→ Stored data

##############################

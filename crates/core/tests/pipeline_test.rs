//! End-to-end pipeline tests over on-disk fixtures.

use std::fs;
use std::path::Path;

use chrono::NaiveDate;
use ledgerfolio_core::{run_pipeline, Error, PipelineConfig};
use rust_decimal_macros::dec;
use tempfile::TempDir;

const LEDGER_HEADER: &str = "Data Negócio,C/V,Mercado,Prazo,Código,Especificação do Ativo,Quantidade,Preço (R$),Valor Total (R$),Fator de Cotação\n";

fn quote_line(date: &str, code: &str, hundredths: i64) -> String {
    let mut line = vec![b' '; 245];
    line[0..2].copy_from_slice(b"01");
    line[2..10].copy_from_slice(date.as_bytes());
    line[12..24].copy_from_slice(format!("{:<12}", code).as_bytes());
    line[108..121].copy_from_slice(format!("{:013}", hundredths).as_bytes());
    String::from_utf8(line).unwrap()
}

fn write_feed(dir: &Path, name: &str, quotes: &[(&str, &str, i64)]) {
    let mut content = String::from("00COTAHIST.2021BOVESPA 20210805\n");
    for (date, code, hundredths) in quotes {
        content.push_str(&quote_line(date, code, *hundredths));
        content.push('\n');
    }
    content.push_str("99COTAHIST.2021BOVESPA 2021080500000000009\n");
    fs::write(dir.join(name), content).unwrap();
}

fn write_ledger(path: &Path, rows: &[&str]) {
    fs::create_dir_all(path.parent().unwrap()).unwrap();
    let mut content = LEDGER_HEADER.to_string();
    for row in rows {
        content.push_str(row);
        content.push('\n');
    }
    fs::write(path, content).unwrap();
}

struct Fixture {
    root: TempDir,
}

impl Fixture {
    fn new() -> Self {
        let root = tempfile::tempdir().unwrap();
        fs::create_dir_all(root.path().join("import")).unwrap();
        Fixture { root }
    }

    fn import_dir(&self) -> std::path::PathBuf {
        self.root.path().join("import")
    }

    fn config(&self) -> PipelineConfig {
        PipelineConfig {
            import_dir: self.import_dir(),
            ledger_path: self.root.path().join("cei").join("data.csv"),
            output_path: self.root.path().join("result").join("result.csv"),
            end_date: NaiveDate::from_ymd_opt(2021, 8, 5),
            ..PipelineConfig::default()
        }
    }
}

fn standard_quotes() -> Vec<(&'static str, &'static str, i64)> {
    vec![
        ("20210802", "PETR4", 1000),
        ("20210802", "BOVA11", 10000),
        ("20210802", "IVVB11", 20000),
        ("20210803", "PETR4", 1100),
        ("20210803", "BOVA11", 10100),
        ("20210805", "PETR4", 1100),
        ("20210805", "BOVA11", 10100),
        ("20210805", "IVVB11", 20000),
    ]
}

#[test]
fn test_pipeline_writes_daily_returns() {
    let fixture = Fixture::new();
    write_feed(&fixture.import_dir(), "COTAHIST_A2021.TXT", &standard_quotes());
    let config = fixture.config();
    write_ledger(
        &config.ledger_path,
        &["02/08/21,C,Mercado a Vista,,PETR4,PETROBRAS PN,100,\"10,00\",\"1000,00\",1"],
    );

    let summary = run_pipeline(&config).unwrap();

    let output = fs::read_to_string(&config.output_path).unwrap();
    // The 4th has no prices and the 5th is measured against the 3rd.
    assert_eq!(output, "03/08/21,10.00,1.00,\n05/08/21,0.00,0.00,\n");

    assert_eq!(summary.trades, 1);
    assert_eq!(summary.prices, 8);
    assert_eq!(summary.snapshots, 4);
    assert_eq!(summary.rows_written, 2);
    assert_eq!(summary.skipped_days, 1);
    assert_eq!(summary.warnings, 0);
    assert_eq!(summary.price_gaps, 2);
    assert_eq!(summary.returns.cumulative_return, dec!(10));
    assert_eq!(
        summary.returns.benchmark_cumulative_returns,
        vec![Some(dec!(1)), None]
    );
}

#[test]
fn test_pipeline_header_and_custom_benchmarks() {
    let fixture = Fixture::new();
    write_feed(&fixture.import_dir(), "COTAHIST_A2021.TXT", &standard_quotes());
    let config = PipelineConfig {
        benchmark_codes: vec!["IVVB11".to_string()],
        include_header: true,
        ..fixture.config()
    };
    write_ledger(
        &config.ledger_path,
        &["02/08/21,C,Mercado a Vista,,PETR4F,PETROBRAS PN,5,\"10,00\",\"50,00\",1"],
    );

    run_pipeline(&config).unwrap();

    let output = fs::read_to_string(&config.output_path).unwrap();
    assert_eq!(
        output,
        "date,portfolio,IVVB11\n03/08/21,10.00,\n05/08/21,0.00,\n"
    );
}

#[test]
fn test_later_feed_overrides_earlier_prices() {
    let fixture = Fixture::new();
    write_feed(&fixture.import_dir(), "COTAHIST_A2021.TXT", &standard_quotes());
    write_feed(
        &fixture.import_dir(),
        "COTAHIST_D03082021.TXT",
        &[("20210803", "PETR4", 1200)],
    );
    let config = fixture.config();
    write_ledger(
        &config.ledger_path,
        &["02/08/21,C,Mercado a Vista,,PETR4,PETROBRAS PN,100,\"10,00\",\"1000,00\",1"],
    );

    run_pipeline(&config).unwrap();

    let output = fs::read_to_string(&config.output_path).unwrap();
    let first_row = output.lines().next().unwrap();
    assert_eq!(first_row, "03/08/21,20.00,1.00,");
}

#[test]
fn test_oversell_is_reported_but_run_completes() {
    let fixture = Fixture::new();
    write_feed(&fixture.import_dir(), "COTAHIST_A2021.TXT", &standard_quotes());
    let config = fixture.config();
    write_ledger(
        &config.ledger_path,
        &[
            "02/08/21,C,Mercado a Vista,,PETR4,PETROBRAS PN,100,\"10,00\",\"1000,00\",1",
            "03/08/21,V,Mercado a Vista,,PETR4,PETROBRAS PN,150,\"11,00\",\"1650,00\",1",
        ],
    );

    let summary = run_pipeline(&config).unwrap();

    assert_eq!(summary.warnings, 1);
    let output = fs::read_to_string(&config.output_path).unwrap();
    // Nothing is held after the sell, so the portfolio return is zero.
    assert!(output.starts_with("03/08/21,0.00,1.00,"));
}

#[test]
fn test_malformed_ledger_aborts_without_output() {
    let fixture = Fixture::new();
    write_feed(&fixture.import_dir(), "COTAHIST_A2021.TXT", &standard_quotes());
    let config = fixture.config();
    write_ledger(
        &config.ledger_path,
        &[
            "02/08/21,C,Mercado a Vista,,PETR4,PETROBRAS PN,100,\"10,00\",\"1000,00\",1",
            "03/08/21,C,Mercado a Vista,,VALE3,VALE ON,cem,\"50,00\",\"5000,00\",1",
        ],
    );

    let error = run_pipeline(&config).unwrap_err();

    assert!(matches!(error, Error::MalformedTrade { line: 3, .. }));
    assert!(!config.output_path.exists());
}

#[test]
fn test_empty_ledger_fails() {
    let fixture = Fixture::new();
    write_feed(&fixture.import_dir(), "COTAHIST_A2021.TXT", &standard_quotes());
    let config = fixture.config();
    write_ledger(&config.ledger_path, &[]);

    let error = run_pipeline(&config).unwrap_err();

    assert!(matches!(error, Error::Calculation(_)));
}

#[test]
fn test_invalid_config_fails_before_reading_inputs() {
    let config = PipelineConfig {
        import_dir: "/nonexistent/import".into(),
        benchmark_codes: Vec::new(),
        ..PipelineConfig::default()
    };

    let error = run_pipeline(&config).unwrap_err();

    assert!(matches!(error, Error::InvalidConfigValue(_)));
}

#[test]
fn test_missing_import_dir_is_ingestion_error() {
    let fixture = Fixture::new();
    let config = PipelineConfig {
        import_dir: fixture.root.path().join("absent"),
        ..fixture.config()
    };

    let error = run_pipeline(&config).unwrap_err();

    assert!(matches!(error, Error::Ingestion { .. }));
}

##############################

→ EXERCISE
This exercise calls for the entries to be restated exactly.

→ FINISHED TASK
filename crates/core/tests/pipeline_test.rs
//! End-to-end pipeline tests over on-disk fixtures.

use std::fs;
use std::path::Path;

use chrono::NaiveDate;
use ledgerfolio_core::{run_pipeline, Error, PipelineConfig};
use rust_decimal_macros::dec;
use tempfile::TempDir;

const LEDGER_HEADER: &str = "Data Negócio,C/V,Mercado,Prazo,Código,Especificação do Ativo,Quantidade,Preço (R$),Valor Total (R$),Fator de Cotação\n";

fn quote_line(date: &str, code: &str, hundredths: i64) -> String {
    let mut line = vec![b' '; 245];
    line[0..2].copy_from_slice(b"01");
    line[2..10].copy_from_slice(date.as_bytes());
    line[12..24].copy_from_slice(format!("{:<12}", code).as_bytes());
    line[108..121].copy_from_slice(format!("{:013}", hundredths).as_bytes());
    String::from_utf8(line).unwrap()
}

fn write_feed(dir: &Path, name: &str, quotes: &[(&str, &str, i64)]) {
    let mut content = String::from("00COTAHIST.2021BOVESPA 20210805\n");
    for (date, code, hundredths) in quotes {
        content.push_str(&quote_line(date, code, *hundredths));
        content.push('\n');
    }
    content.push_str("99COTAHIST.2021BOVESPA 2021080500000000009\n");
    fs::write(dir.join(name), content).unwrap();
}

fn write_ledger(path: &Path, rows: &[&str]) {
    fs::create_dir_all(path.parent().unwrap()).unwrap();
    let mut content = LEDGER_HEADER.to_string();
    for row in rows {
        content.push_str(row);
        content.push('\n');
    }
    fs::write(path, content).unwrap();
}

struct Fixture {
    root: TempDir,
}

impl Fixture {
    fn new() -> Self {
        let root = tempfile::tempdir().unwrap();
        fs::create_dir_all(root.path().join("import")).unwrap();
        Fixture { root }
    }

    fn import_dir(&self) -> std::path::PathBuf {
        self.root.path().join("import")
    }

    fn config(&self) -> PipelineConfig {
        PipelineConfig {
            import_dir: self.import_dir(),
            ledger_path: self.root.path().join("cei").join("data.csv"),
            output_path: self.root.path().join("result").join("result.csv"),
            end_date: NaiveDate::from_ymd_opt(2021, 8, 5),
            ..PipelineConfig::default()
        }
    }
}

fn standard_quotes() -> Vec<(&'static str, &'static str, i64)> {
    vec![
        ("20210802", "PETR4", 1000),
        ("20210802", "BOVA11", 10000),
        ("20210802", "IVVB11", 20000),
        ("20210803", "PETR4", 1100),
        ("20210803", "BOVA11", 10100),
        ("20210805", "PETR4", 1100),
        ("20210805", "BOVA11", 10100),
        ("20210805", "IVVB11", 20000),
    ]
}

#[test]
fn test_pipeline_writes_daily_returns() {
    let fixture = Fixture::new();
    write_feed(&fixture.import_dir(), "COTAHIST_A2021.TXT", &standard_quotes());
    let config = fixture.config();
    write_ledger(
        &config.ledger_path,
        &["02/08/21,C,Mercado a Vista,,PETR4,PETROBRAS PN,100,\"10,00\",\"1000,00\",1"],
    );

    let summary = run_pipeline(&config).unwrap();

    let output = fs::read_to_string(&config.output_path).unwrap();
    // The 4th has no prices and the 5th is measured against the 3rd.
    assert_eq!(output, "03/08/21,10.00,1.00,\n05/08/21,0.00,0.00,\n");

    assert_eq!(summary.trades, 1);
    assert_eq!(summary.prices, 8);
    assert_eq!(summary.snapshots, 4);
    assert_eq!(summary.rows_written, 2);
    assert_eq!(summary.skipped_days, 1);
    assert_eq!(summary.warnings, 0);
    assert_eq!(summary.price_gaps, 2);
    assert_eq!(summary.returns.cumulative_return, dec!(10));
    assert_eq!(
        summary.returns.benchmark_cumulative_returns,
        vec![Some(dec!(1)), None]
    );
}

#[test]
fn test_pipeline_header_and_custom_benchmarks() {
    let fixture = Fixture::new();
    write_feed(&fixture.import_dir(), "COTAHIST_A2021.TXT", &standard_quotes());
    let config = PipelineConfig {
        benchmark_codes: vec!["IVVB11".to_string()],
        include_header: true,
        ..fixture.config()
    };
    write_ledger(
        &config.ledger_path,
        &["02/08/21,C,Mercado a Vista,,PETR4F,PETROBRAS PN,5,\"10,00\",\"50,00\",1"],
    );

    run_pipeline(&config).unwrap();

    let output = fs::read_to_string(&config.output_path).unwrap();
    assert_eq!(
        output,
        "date,portfolio,IVVB11\n03/08/21,10.00,\n05/08/21,0.00,\n"
    );
}

#[test]
fn test_later_feed_overrides_earlier_prices() {
    let fixture = Fixture::new();
    write_feed(&fixture.import_dir(), "COTAHIST_A2021.TXT", &standard_quotes());
    write_feed(
        &fixture.import_dir(),
        "COTAHIST_D03082021.TXT",
        &[("20210803", "PETR4", 1200)],
    );
    let config = fixture.config();
    write_ledger(
        &config.ledger_path,
        &["02/08/21,C,Mercado a Vista,,PETR4,PETROBRAS PN,100,\"10,00\",\"1000,00\",1"],
    );

    run_pipeline(&config).unwrap();

    let output = fs::read_to_string(&config.output_path).unwrap();
    let first_row = output.lines().next().unwrap();
    assert_eq!(first_row, "03/08/21,20.00,1.00,");
}

#[test]
fn test_oversell_is_reported_but_run_completes() {
    let fixture = Fixture::new();
    write_feed(&fixture.import_dir(), "COTAHIST_A2021.TXT", &standard_quotes());
    let config = fixture.config();
    write_ledger(
        &config.ledger_path,
        &[
            "02/08/21,C,Mercado a Vista,,PETR4,PETROBRAS PN,100,\"10,00\",\"1000,00\",1",
            "03/08/21,V,Mercado a Vista,,PETR4,PETROBRAS PN,150,\"11,00\",\"1650,00\",1",
        ],
    );

    let summary = run_pipeline(&config).unwrap();

    assert_eq!(summary.warnings, 1);
    let output = fs::read_to_string(&config.output_path).unwrap();
    // Nothing is held after the sell, so the portfolio return is zero.
    assert!(output.starts_with("03/08/21,0.00,1.00,"));
}

#[test]
fn test_malformed_ledger_aborts_without_output() {
    let fixture = Fixture::new();
    write_feed(&fixture.import_dir(), "COTAHIST_A2021.TXT", &standard_quotes());
    let config = fixture.config();
    write_ledger(
        &config.ledger_path,
        &[
            "02/08/21,C,Mercado a Vista,,PETR4,PETROBRAS PN,100,\"10,00\",\"1000,00\",1",
            "03/08/21,C,Mercado a Vista,,VALE3,VALE ON,cem,\"50,00\",\"5000,00\",1",
        ],
    );

    let error = run_pipeline(&config).unwrap_err();

    assert!(matches!(error, Error::MalformedTrade { line: 3, .. }));
    assert!(!config.output_path.exists());
}

#[test]
fn test_empty_ledger_fails() {
    let fixture = Fixture::new();
    write_feed(&fixture.import_dir(), "COTAHIST_A2021.TXT", &standard_quotes());
    let config = fixture.config();
    write_ledger(&config.ledger_path, &[]);

    let error = run_pipeline(&config).unwrap_err();

    assert!(matches!(error, Error::Calculation(_)));
}

#[test]
fn test_invalid_config_fails_before_reading_inputs() {
    let config = PipelineConfig {
        import_dir: "/nonexistent/import".into(),
        benchmark_codes: Vec::new(),
        ..PipelineConfig::default()
    };

    let error = run_pipeline(&config).unwrap_err();

    assert!(matches!(error, Error::InvalidConfigValue(_)));
}

#[test]
fn test_missing_import_dir_is_ingestion_error() {
    let fixture = Fixture::new();
    let config = PipelineConfig {
        import_dir: fixture.root.path().join("absent"),
        ..fixture.config()
    };

    let error = run_pipeline(&config).unwrap_err();

    assert!(matches!(error, Error::Ingestion { .. }));
}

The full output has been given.